• _WORK INSTRUCTION_
Extract all lines from the data beneath that include the word "Display".

• _EXERCISE INPUTS_

--- START ---

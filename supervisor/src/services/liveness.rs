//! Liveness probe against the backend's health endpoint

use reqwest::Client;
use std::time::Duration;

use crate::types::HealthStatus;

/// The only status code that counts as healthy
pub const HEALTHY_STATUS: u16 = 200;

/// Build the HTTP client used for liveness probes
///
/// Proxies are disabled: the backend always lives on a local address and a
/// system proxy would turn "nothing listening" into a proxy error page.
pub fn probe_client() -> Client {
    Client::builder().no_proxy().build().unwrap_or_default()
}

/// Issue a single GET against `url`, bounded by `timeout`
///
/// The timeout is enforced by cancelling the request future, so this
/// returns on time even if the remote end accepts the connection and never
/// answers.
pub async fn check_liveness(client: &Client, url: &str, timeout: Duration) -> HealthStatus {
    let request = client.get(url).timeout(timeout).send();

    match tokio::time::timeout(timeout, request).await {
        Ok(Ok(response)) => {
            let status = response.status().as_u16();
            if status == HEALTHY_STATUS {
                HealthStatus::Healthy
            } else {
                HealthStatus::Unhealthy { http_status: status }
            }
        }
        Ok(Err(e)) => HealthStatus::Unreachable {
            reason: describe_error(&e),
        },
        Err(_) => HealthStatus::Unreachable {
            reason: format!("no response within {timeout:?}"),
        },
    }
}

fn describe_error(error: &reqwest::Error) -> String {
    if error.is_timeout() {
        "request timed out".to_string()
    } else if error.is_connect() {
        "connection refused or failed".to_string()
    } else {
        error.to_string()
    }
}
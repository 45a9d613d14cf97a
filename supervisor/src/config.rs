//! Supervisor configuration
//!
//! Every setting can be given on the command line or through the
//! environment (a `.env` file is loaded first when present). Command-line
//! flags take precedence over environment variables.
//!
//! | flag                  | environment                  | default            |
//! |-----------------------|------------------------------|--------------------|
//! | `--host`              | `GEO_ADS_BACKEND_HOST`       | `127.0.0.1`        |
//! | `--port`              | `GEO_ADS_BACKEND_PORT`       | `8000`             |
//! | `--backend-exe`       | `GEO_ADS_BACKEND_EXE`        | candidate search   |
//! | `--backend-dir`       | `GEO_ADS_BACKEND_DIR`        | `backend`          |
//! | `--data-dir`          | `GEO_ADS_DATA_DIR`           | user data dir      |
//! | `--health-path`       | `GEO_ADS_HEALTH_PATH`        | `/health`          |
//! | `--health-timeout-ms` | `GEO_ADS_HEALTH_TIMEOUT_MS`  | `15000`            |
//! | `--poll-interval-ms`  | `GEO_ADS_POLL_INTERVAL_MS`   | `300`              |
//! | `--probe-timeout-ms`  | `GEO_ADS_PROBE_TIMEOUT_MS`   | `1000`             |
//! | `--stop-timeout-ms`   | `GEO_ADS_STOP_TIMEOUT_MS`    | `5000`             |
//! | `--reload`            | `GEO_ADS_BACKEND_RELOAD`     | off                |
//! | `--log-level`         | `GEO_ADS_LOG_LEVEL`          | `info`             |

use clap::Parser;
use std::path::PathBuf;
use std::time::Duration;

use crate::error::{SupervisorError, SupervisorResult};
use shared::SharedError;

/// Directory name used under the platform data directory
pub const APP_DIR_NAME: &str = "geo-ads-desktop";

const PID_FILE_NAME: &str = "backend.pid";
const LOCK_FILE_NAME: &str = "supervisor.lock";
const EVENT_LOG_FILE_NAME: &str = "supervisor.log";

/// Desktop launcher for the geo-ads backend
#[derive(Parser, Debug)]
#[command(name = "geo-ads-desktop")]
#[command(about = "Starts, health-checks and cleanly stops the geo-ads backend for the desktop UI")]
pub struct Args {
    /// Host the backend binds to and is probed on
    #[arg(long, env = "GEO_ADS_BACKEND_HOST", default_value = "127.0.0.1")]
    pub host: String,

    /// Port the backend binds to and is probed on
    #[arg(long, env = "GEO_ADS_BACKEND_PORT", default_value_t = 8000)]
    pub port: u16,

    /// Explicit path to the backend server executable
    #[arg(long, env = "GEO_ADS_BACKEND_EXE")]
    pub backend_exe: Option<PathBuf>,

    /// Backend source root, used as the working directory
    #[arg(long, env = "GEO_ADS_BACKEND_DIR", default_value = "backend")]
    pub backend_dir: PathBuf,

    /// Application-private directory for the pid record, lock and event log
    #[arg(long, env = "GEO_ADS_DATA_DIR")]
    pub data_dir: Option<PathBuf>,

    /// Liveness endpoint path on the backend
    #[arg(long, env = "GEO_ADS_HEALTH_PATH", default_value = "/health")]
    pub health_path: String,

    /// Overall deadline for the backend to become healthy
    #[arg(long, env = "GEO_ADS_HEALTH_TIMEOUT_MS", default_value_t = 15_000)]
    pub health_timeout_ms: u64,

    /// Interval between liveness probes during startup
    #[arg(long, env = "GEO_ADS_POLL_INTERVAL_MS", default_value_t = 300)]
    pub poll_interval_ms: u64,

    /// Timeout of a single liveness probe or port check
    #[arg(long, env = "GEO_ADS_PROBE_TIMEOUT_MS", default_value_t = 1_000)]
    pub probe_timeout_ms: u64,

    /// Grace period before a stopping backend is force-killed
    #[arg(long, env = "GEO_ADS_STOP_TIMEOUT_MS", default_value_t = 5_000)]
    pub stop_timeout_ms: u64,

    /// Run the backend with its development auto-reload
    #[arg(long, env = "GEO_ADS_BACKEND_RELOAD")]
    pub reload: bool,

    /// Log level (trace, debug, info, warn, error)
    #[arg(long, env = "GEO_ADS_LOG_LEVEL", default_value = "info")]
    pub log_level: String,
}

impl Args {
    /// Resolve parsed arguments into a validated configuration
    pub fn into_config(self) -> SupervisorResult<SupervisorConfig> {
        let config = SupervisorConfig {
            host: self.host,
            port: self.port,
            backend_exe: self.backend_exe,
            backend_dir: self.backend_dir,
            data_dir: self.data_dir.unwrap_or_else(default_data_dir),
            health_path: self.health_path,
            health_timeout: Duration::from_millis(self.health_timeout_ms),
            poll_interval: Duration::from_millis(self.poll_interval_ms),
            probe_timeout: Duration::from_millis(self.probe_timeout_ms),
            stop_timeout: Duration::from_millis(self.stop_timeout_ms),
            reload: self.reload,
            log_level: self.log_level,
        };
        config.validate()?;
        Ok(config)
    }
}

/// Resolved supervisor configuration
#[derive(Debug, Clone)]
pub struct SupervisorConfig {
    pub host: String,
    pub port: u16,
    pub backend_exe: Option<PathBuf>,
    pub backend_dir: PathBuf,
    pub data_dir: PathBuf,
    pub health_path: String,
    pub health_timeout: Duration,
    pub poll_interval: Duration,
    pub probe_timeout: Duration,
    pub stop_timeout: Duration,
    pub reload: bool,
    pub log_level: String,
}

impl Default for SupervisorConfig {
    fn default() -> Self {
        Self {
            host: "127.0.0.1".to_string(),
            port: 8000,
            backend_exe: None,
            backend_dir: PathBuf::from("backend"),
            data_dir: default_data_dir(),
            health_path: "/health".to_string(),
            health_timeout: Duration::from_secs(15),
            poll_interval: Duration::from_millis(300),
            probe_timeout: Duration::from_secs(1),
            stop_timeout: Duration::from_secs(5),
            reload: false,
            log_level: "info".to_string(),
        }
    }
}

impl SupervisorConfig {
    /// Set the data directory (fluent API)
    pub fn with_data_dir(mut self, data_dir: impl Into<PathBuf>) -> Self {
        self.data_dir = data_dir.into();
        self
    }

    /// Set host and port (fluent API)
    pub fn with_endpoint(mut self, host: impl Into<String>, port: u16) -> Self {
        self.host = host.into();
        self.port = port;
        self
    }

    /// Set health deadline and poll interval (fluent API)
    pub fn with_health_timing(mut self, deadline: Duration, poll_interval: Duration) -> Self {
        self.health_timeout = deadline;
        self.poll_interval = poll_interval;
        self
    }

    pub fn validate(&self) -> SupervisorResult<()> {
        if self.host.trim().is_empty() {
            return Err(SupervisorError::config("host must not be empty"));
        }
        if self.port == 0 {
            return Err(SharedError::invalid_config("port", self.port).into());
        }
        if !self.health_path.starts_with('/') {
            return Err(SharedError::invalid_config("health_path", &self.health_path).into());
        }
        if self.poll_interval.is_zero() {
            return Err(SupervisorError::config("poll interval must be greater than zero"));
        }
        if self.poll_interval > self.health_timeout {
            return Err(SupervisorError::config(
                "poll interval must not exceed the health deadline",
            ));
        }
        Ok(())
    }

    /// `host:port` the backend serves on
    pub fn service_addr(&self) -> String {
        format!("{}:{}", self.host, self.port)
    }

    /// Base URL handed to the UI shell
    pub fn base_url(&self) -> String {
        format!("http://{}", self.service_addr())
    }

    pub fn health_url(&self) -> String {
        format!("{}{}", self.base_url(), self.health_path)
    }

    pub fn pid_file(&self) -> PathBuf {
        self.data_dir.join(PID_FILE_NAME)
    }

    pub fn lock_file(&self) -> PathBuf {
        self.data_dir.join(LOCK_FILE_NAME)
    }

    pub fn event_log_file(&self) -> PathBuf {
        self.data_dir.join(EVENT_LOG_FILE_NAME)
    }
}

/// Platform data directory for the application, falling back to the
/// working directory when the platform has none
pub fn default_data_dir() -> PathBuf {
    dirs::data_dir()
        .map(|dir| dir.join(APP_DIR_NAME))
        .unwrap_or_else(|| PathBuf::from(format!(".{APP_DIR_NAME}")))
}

--- END ---
--- START ---

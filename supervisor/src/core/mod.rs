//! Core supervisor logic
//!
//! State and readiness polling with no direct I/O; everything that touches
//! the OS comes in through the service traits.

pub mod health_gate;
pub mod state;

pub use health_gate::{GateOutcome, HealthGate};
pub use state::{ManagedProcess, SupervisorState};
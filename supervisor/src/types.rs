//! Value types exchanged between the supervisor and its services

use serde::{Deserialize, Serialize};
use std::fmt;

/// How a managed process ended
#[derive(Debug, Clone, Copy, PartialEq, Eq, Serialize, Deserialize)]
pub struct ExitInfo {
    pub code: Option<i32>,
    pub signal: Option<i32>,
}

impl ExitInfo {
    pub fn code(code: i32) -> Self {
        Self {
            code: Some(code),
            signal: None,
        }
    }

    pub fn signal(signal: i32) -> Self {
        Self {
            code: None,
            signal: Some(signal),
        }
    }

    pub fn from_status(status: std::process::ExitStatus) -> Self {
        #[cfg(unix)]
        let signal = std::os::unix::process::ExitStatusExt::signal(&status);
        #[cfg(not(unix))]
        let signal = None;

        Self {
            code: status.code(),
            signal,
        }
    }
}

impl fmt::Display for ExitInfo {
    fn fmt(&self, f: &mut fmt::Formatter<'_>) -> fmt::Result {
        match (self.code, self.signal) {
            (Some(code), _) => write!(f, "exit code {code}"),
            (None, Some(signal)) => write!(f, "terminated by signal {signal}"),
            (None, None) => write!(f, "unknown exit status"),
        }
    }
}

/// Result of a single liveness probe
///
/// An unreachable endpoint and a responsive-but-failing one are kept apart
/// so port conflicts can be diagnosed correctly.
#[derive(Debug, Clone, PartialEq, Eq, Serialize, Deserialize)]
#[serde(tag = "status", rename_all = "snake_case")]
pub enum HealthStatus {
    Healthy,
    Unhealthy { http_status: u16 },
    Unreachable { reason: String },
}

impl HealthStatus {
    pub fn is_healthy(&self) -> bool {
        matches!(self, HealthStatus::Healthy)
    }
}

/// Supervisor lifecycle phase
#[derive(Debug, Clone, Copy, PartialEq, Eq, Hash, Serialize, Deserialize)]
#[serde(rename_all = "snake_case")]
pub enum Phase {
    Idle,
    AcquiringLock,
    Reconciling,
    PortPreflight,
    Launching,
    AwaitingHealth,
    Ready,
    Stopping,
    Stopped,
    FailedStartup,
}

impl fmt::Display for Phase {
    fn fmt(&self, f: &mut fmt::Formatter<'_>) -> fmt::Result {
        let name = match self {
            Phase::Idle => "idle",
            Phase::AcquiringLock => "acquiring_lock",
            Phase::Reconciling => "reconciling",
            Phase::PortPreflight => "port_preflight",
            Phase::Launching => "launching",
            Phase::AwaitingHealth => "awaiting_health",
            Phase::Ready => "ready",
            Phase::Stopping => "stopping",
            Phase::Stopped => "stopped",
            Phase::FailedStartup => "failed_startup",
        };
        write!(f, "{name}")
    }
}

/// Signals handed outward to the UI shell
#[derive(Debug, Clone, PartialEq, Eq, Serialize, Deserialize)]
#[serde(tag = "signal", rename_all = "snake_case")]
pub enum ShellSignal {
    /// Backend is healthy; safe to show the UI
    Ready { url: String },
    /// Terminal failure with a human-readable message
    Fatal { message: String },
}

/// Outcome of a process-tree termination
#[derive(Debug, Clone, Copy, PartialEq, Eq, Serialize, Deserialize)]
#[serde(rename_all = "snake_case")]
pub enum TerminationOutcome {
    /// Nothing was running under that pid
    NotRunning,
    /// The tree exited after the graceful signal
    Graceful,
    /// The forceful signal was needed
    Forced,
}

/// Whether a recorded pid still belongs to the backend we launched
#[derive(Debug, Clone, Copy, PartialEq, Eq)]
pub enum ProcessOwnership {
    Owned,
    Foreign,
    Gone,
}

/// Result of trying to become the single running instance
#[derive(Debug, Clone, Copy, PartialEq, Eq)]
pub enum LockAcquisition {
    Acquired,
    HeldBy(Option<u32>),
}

--- END ---

• _TASK RESPONSE_
impl fmt::Display for ExitInfo {
impl fmt::Display for Phase {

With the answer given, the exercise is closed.